June Benson’s interest in taking an active part in city government began with her involvement in the League of Women Voters (LWV). She served as Voter Service Chairman and League president from 1949-1951.  Benson was a member of the State Board of LWV until 1953, when she decided to run for Norman City Commissioner. (In the 1950s, Norman City Council was the Norman Board of Commissioners and Norman Councilmen were referred to as Norman Commissioners.) One hundred citizens signed a petition to place Benson’s name on the ballot.  Benson served as a Norman elected official until 1961. She was the first woman to be elected to the Norman City Commission.

In 1957, June Benson sought the job of Norman’s Mayor. Election procedures, as stated in the city charter, allowed that the Mayor of Norman was chosen by a vote of the city commissioners. The commissioners chose mayoral candidates from the pool of fellow commissioners. In 1957, there were seven nominated out of the eight city commissioners. June Benson won on the sixth ballot. At age 41, Benson was the 1st woman mayor of Norman, and she was the first woman to be elected as mayor of any city in Oklahoma.

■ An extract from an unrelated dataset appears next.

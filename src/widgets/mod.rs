// Custom widgets used by the dashboard screen.
// Everything else is composed inline from ratatui primitives (Block, Paragraph, Chart, List).
pub mod metric_card;

pub use metric_card::{MetricCard, MetricValue};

June Benson presided over some interesting and difficult issues during her tenure as mayor. For example in June 1957, the city commissioners passed ordnance 1051, which limited the power and authority of the Park Board. It seems that the Park Board under ordnance 904, had purchasing power and the power to hire and to fire city employees. It was discovered that ordnance 904 was in violation of the city charter. To remedy this situation, the city passed ordnance 1051 restoring these powers to the city manager.      There was such an uproar by the citizens of Norman over ordnance 1051 restricting the board’s power that Mayor Benson called a special meeting of the commissioners. The commissioners voted to kill the new ordnance thereby restoring the Park Board’s powers.

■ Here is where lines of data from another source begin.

/// Application configuration management
/// Stores user preferences in <config_dir>/simlab-dash/config.toml

use anyhow::{anyhow, Context, Result};
use serde::{Deserialize, Serialize};
use std::fs;
use std::path::{Path, PathBuf};
use std::time::Duration;

use crate::utils::{build_time_api_url, API_URL_ENV, APP_NAME, DEFAULT_REFRESH_INTERVAL};

#[derive(Debug, Clone, Default, PartialEq, Serialize, Deserialize)]
pub struct AppConfig {
    /// Base URL of the simulation service
    #[serde(default, skip_serializing_if = "Option::is_none")]
    pub api_url: Option<String>,

    /// Live refresh interval in humantime notation ("2s", "500ms")
    #[serde(default, skip_serializing_if = "Option::is_none")]
    pub refresh_interval: Option<String>,

    /// Wire dashboard actions to the service by default
    #[serde(default)]
    pub live: bool,
}

impl AppConfig {
    /// Get config file path
    pub fn config_path() -> Result<PathBuf> {
        let config_dir = dirs::config_dir()
            .ok_or_else(|| anyhow!("Could not determine the user config directory"))?;

        Ok(config_dir.join(APP_NAME).join("config.toml"))
    }

    /// Load configuration from the default location
    pub fn load() -> Result<Self> {
        Self::load_from(Self::config_path()?)
    }

    /// Load configuration from a file; a missing file yields defaults
    pub fn load_from<P: AsRef<Path>>(path: P) -> Result<Self> {
        let path = path.as_ref();

        if !path.exists() {
            return Ok(Self::default());
        }

        let contents = fs::read_to_string(path)
            .with_context(|| format!("Failed to read config file {}", path.display()))?;

        let config: Self = toml::from_str(&contents)
            .with_context(|| format!("Failed to parse config file {}", path.display()))?;

        Ok(config)
    }

    /// Save configuration to the default location
    pub fn save(&self) -> Result<()> {
        self.save_to(Self::config_path()?)
    }

    /// Save configuration to a file, creating parent directories
    pub fn save_to<P: AsRef<Path>>(&self, path: P) -> Result<()> {
        let path = path.as_ref();

        if let Some(parent) = path.parent() {
            fs::create_dir_all(parent)
                .context("Failed to create config directory")?;
        }

        let contents = toml::to_string_pretty(self)
            .context("Failed to serialize config")?;

        fs::write(path, contents)
            .with_context(|| format!("Failed to write config file {}", path.display()))?;

        Ok(())
    }

    /// Refresh interval, falling back to the default when unset
    pub fn refresh_interval(&self) -> Result<Duration> {
        match self.refresh_interval.as_deref() {
            Some(raw) => parse_interval(raw),
            None => Ok(DEFAULT_REFRESH_INTERVAL),
        }
    }

    /// Resolve the service base URL: CLI flag, environment, config file, build-time value
    pub fn resolve_api_url(&self, cli_url: Option<&str>) -> String {
        self.resolve_api_url_with_env(cli_url, std::env::var(API_URL_ENV).ok())
    }

    fn resolve_api_url_with_env(&self, cli_url: Option<&str>, env_url: Option<String>) -> String {
        let non_empty = |s: &str| !s.trim().is_empty();

        if let Some(url) = cli_url.filter(|u| non_empty(u)) {
            return url.to_string();
        }
        if let Some(url) = env_url.filter(|u| non_empty(u)) {
            return url;
        }
        if let Some(url) = self.api_url.as_deref().filter(|u| non_empty(u)) {
            return url.to_string();
        }
        build_time_api_url().to_string()
    }

    /// Set the refresh interval after validating it
    pub fn set_refresh_interval(&mut self, raw: &str) -> Result<()> {
        parse_interval(raw)?;
        self.refresh_interval = Some(raw.trim().to_string());
        Ok(())
    }
}

/// Parse a humantime interval, rejecting zero
pub fn parse_interval(raw: &str) -> Result<Duration> {
    let interval = humantime::parse_duration(raw.trim())
        .with_context(|| format!("Invalid refresh interval '{}'", raw))?;

    if interval.is_zero() {
        return Err(anyhow!("Refresh interval must be greater than zero"));
    }

    Ok(interval)
}

#[cfg(test)]
mod tests {
    use super::*;
    use tempfile::TempDir;

    #[test]
    fn test_missing_file_yields_defaults() {
        let dir = TempDir::new().unwrap();
        let config = AppConfig::load_from(dir.path().join("config.toml")).unwrap();

        assert_eq!(config, AppConfig::default());
        assert!(!config.live);
        assert_eq!(config.refresh_interval().unwrap(), DEFAULT_REFRESH_INTERVAL);
    }

    #[test]
    fn test_save_and_reload() {
        let dir = TempDir::new().unwrap();
        let path = dir.path().join("nested").join("config.toml");

        let mut config = AppConfig {
            api_url: Some("http://lab.local:8000/api".to_string()),
            refresh_interval: None,
            live: true,
        };
        config.set_refresh_interval("500ms").unwrap();
        config.save_to(&path).unwrap();

        let loaded = AppConfig::load_from(&path).unwrap();
        assert_eq!(loaded, config);
        assert_eq!(loaded.refresh_interval().unwrap(), Duration::from_millis(500));
    }

    #[test]
    fn test_invalid_interval_rejected() {
        let mut config = AppConfig::default();
        assert!(config.set_refresh_interval("soon").is_err());
        assert!(config.set_refresh_interval("0s").is_err());
        assert_eq!(config.refresh_interval, None);
    }

    #[test]
    fn test_invalid_toml_is_an_error() {
        let dir = TempDir::new().unwrap();
        let path = dir.path().join("config.toml");
        fs::write(&path, "live = \"not a bool").unwrap();

        assert!(AppConfig::load_from(&path).is_err());
    }

    #[test]
    fn test_api_url_precedence() {
        let config = AppConfig {
            api_url: Some("http://from-file/api".to_string()),
            ..Default::default()
        };

        assert_eq!(
            config.resolve_api_url_with_env(Some("http://from-cli/api"), Some("http://from-env/api".to_string())),
            "http://from-cli/api"
        );
        assert_eq!(
            config.resolve_api_url_with_env(None, Some("http://from-env/api".to_string())),
            "http://from-env/api"
        );
        assert_eq!(
            config.resolve_api_url_with_env(None, Some("  ".to_string())),
            "http://from-file/api"
        );
        assert_eq!(
            AppConfig::default().resolve_api_url_with_env(None, None),
            build_time_api_url()
        );
    }
}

Another sticky issue that again brought out the citizens to protest was a move by city commissioners to commandeer a newly completed remodel of an 18,000 sq. foot building from the Department of Police; the city commissioners had previously designated the building for police administration. The city’s brazen move to occupy the newly remolded building was in response to the failure of a bond measure to fund new city offices. The citizens of Norman had repeatedly voted down a bond measure. The city commissioners worked around the citizens of Norman by voting to move the city offices, the city clerk, and the municipal agencies into the newly remolded building, thereby omitting the Department of Police from obtaining the building. Many citizens spoke out against the commissioners, a University of Oklahoma Professor, Laurence D. Posten, told the commission that they were committing political suicide with the decision to take over the new building. The only two commissioners, who voted against the measure to take over the new facility, were Mayor Benson and former Mayor, James Lansing.

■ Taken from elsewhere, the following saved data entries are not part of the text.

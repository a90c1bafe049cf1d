/// Tracing subscriber setup
///
/// CLI commands log to stderr. The TUI owns the terminal, so it logs to a file instead.

use anyhow::{anyhow, Context, Result};
use std::fs::{self, OpenOptions};
use std::path::{Path, PathBuf};
use std::sync::Mutex;
use tracing_subscriber::EnvFilter;

use crate::utils::APP_NAME;

/// Where log output goes
#[derive(Debug, Clone, Copy, PartialEq, Eq)]
pub enum LogTarget {
    Stderr,
    File,
}

/// Map `-v` occurrences to a level directive
pub fn level_for_verbosity(verbose: u8) -> &'static str {
    match verbose {
        0 => "warn",
        1 => "info",
        2 => "debug",
        _ => "trace",
    }
}

/// Log file used by the TUI
pub fn log_file_path() -> Result<PathBuf> {
    let base = dirs::data_local_dir()
        .or_else(dirs::home_dir)
        .ok_or_else(|| anyhow!("Could not determine a directory for the log file"))?;

    Ok(log_file_in(&base))
}

fn log_file_in(base: &Path) -> PathBuf {
    base.join(APP_NAME).join(format!("{}.log", APP_NAME))
}

/// Install the global subscriber. RUST_LOG overrides the verbosity flag.
pub fn init_logging(target: LogTarget, verbose: u8) -> Result<()> {
    let filter = EnvFilter::try_from_default_env()
        .unwrap_or_else(|_| EnvFilter::new(level_for_verbosity(verbose)));

    let builder = tracing_subscriber::fmt()
        .with_env_filter(filter)
        .with_target(false);

    let result = match target {
        LogTarget::Stderr => builder.with_writer(std::io::stderr).try_init(),
        LogTarget::File => {
            let path = log_file_path()?;
            if let Some(parent) = path.parent() {
                fs::create_dir_all(parent)
                    .context("Failed to create log directory")?;
            }
            let file = OpenOptions::new()
                .create(true)
                .append(true)
                .open(&path)
                .with_context(|| format!("Failed to open log file {}", path.display()))?;

            builder
                .with_ansi(false)
                .with_writer(Mutex::new(file))
                .try_init()
        }
    };

    result.map_err(|e| anyhow!("Failed to set up logging: {}", e))
}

Mayor Benson had a somewhat contentious relationship with her fellow commissioners. So much so, that in December 1959 the commissioners voted to ask the Mayor to resign.  The commissioners complained that Benson had taken action without their knowledge. They were especially critical after Benson submitted her nominees for the planning committee. The commissioners rejected her submission. She submitted the same people three times, each time her candidates were rejected. This was evidently evidence that she would not work with the commissioners. Even though the commissioners asked Mayor Benson to step down, there was no law or ordnance that could force the mayor to quit. Benson stayed on as Mayor and worked with the commission; the issue of the commissioners asking for her resignation was not brought up again.

June Benson served as an elected official of Norman until 1961. She then severed on the state board of the League of Women Voters until 1970. She served on Norman Advisory Board for Environmental Control. In 1979, Governor Nigh appointed Benson to the Oklahoma Pollution Control Coordinating Board. She held this position until her death in 1981.